Reinfection vs. Relapse:
For most physicians it’s often very difficult to distinguish between a relapse and reinfection. A recurrent UTI is classified as a reinfection if the recurrence is caused by a different strain of bacteria than the one responsible for the original infection. In clinical practice, a recurrent UTI is defined as a relapse if the infecting strain is the same and the recurrence occurs within two weeks of the completion of treatment for the original infection. Moreover, long-term studies have shown that E. coli strains are capable of causing recurrent UTI one to three years later, despite appropriate treatment and disappearance of the organism in repeated urine cultures.
- Biologic or genetic factors: Women with recurrent UTI have been shown to have an increased susceptibility to vaginal colonization with bacteria compared with women without a history of recurrences.

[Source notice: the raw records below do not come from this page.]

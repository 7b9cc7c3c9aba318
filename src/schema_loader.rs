//! Embedded JSON Schema for catalog files.
//!
//! The schema ships inside the crate so every catalog is checked against the
//! same contract regardless of where it was loaded from. It is compiled once
//! per process and reused for every load.

use crate::error::CatalogError;
use anyhow::{Context, Result, anyhow};
use jsonschema::JSONSchema;
use serde_json::Value;
use std::sync::OnceLock;

const CATALOG_SCHEMA: &str = include_str!("../schema/doc_catalog.schema.json");
const SCHEMA_VERSION_POINTER: &str = "/schema_version";

/// Result of compiling a JSON Schema.
pub(crate) struct SchemaLoadResult {
    pub schema_version: String,
    pub compiled: JSONSchema,
}

pub(crate) fn compile_schema(raw: &str, origin: &str) -> Result<SchemaLoadResult> {
    let schema: Value =
        serde_json::from_str(raw).with_context(|| format!("parsing schema {origin}"))?;
    let schema_version = extract_schema_version(&schema, SCHEMA_VERSION_POINTER)
        .ok_or_else(|| anyhow!("schema {origin} missing schema_version"))?;
    let compiled = JSONSchema::compile(&schema)
        .map_err(|err| anyhow!("compiling schema {origin}: {err}"))?;
    Ok(SchemaLoadResult {
        schema_version,
        compiled,
    })
}

fn catalog_schema() -> Result<&'static SchemaLoadResult, CatalogError> {
    static SCHEMA: OnceLock<Result<SchemaLoadResult, String>> = OnceLock::new();
    SCHEMA
        .get_or_init(|| {
            compile_schema(CATALOG_SCHEMA, "doc_catalog.schema.json")
                .inspect(|schema| {
                    tracing::debug!(version = %schema.schema_version, "catalog schema compiled");
                })
                .map_err(|err| format!("{err:#}"))
        })
        .as_ref()
        .map_err(|details| CatalogError::invalid_shape("doc_catalog.schema.json", details.clone()))
}

/// Check a raw catalog value against the embedded schema.
///
/// Every violation is collected so a broken catalog reports all of its
/// problems at once.
pub(crate) fn validate_catalog_value(value: &Value, origin: &str) -> Result<(), CatalogError> {
    let schema = catalog_schema()?;
    if let Err(errors) = schema.compiled.validate(value) {
        let details = errors
            .map(|err| format!("{}: {}", display_pointer(&err.instance_path.to_string()), err))
            .collect::<Vec<_>>()
            .join("\n");
        return Err(CatalogError::invalid_shape(origin, details));
    }
    Ok(())
}

fn display_pointer(pointer: &str) -> &str {
    if pointer.is_empty() { "/" } else { pointer }
}

fn extract_schema_version(schema: &Value, pointer: &str) -> Option<String> {
    let version = schema.pointer(pointer).and_then(Value::as_str)?;
    if version
        .chars()
        .all(|c| c.is_ascii_alphanumeric() || matches!(c, '_' | '.' | '-'))
    {
        Some(version.to_string())
    } else {
        None
    }
}

#[cfg(test)]
mod tests {
    use super::*;
    use serde_json::json;

    #[test]
    fn embedded_schema_compiles() {
        let schema = compile_schema(CATALOG_SCHEMA, "embedded").unwrap();
        assert_eq!(schema.schema_version, "doc_catalog_v1");
    }

    #[test]
    fn schema_without_version_is_rejected() {
        let err = compile_schema("{\"type\": \"object\"}", "bare")
            .err()
            .expect("missing version must fail");
        assert!(err.to_string().contains("schema_version"));
    }

    #[test]
    fn violations_name_the_offending_location() {
        let value = json!({
            "groups": [{"name": "default", "order": "1", "list": [
                {"order": "one", "desc": "Admin API"}
            ]}]
        });
        let err = validate_catalog_value(&value, "admin").unwrap_err();
        let text = err.to_string();
        assert!(err.is_shape_error());
        assert!(text.contains("/groups/0/list/0/order"), "{text}");
    }

    #[test]
    fn lenient_shapes_pass() {
        let value = json!({
            "key": "rpc",
            "sections": [{"order": "1", "desc": "Add dependency", "list": null}]
        });
        validate_catalog_value(&value, "rpc").unwrap();
    }
}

- Postmenopausal women: In postmenopausal women factors that affect bladder emptying contribute to chronic/recurrent UTIs, with the main risk factors in those women being urinary incontinence, and the presence of a cystocele (bladder prolapse).
- Behavioral risk factors: Sexual intercourse, spermicide use, and a history of recurrent UTI are strong risk factors for UTI. Even spermicide-coated condom use results in an increased risk of UTI. Recent antibiotic use, which adversely affects vaginal flora, also is strongly associated with an increased risk of UTI.
- The strongest risk factor is the frequency of sexual intercourse; Other risk factors include: having a new sex partner during the past year, having a first UTI at or before 15 years of age and having a mother with a history of UTIs
- Pelvic anatomy: Pelvic anatomy may predispose to recurrent UTI in some women, especially those who do not have other risk factors for UTI. As an example of this, the distance from the urethra to anus was significantly shorter in patients with recurrent UTIs in some studies
- Contraception: Women with recurrent UTIs who are sexually active or who use spermicides (particularly when used with diaphragms), should be counseled about the possible association between their infections and the use of spermicides.
- Voiding after intercourse and drinking lots of water: Voiding right after intercourse and more liberal fluid intake may reduce the risk of recurrent
- Cranberry juice: Cranberry juice has been touted as an effective home remedy for preventing UTI. How does it work? Well, studies have shown that cranberry juice inhibits adherence of bacteria to uroepithelial cells.
- Taking antibiotics to prevent recurrent UTI: Antibiotic prophylaxis has been shown to be effective in reducing the risk of recurrent UTI in women. Individualized decisions to be made with your doctor are whether you should use continuous antibiotics, or just antibiotics after intercourse– both of which have been supported as effective for prevention.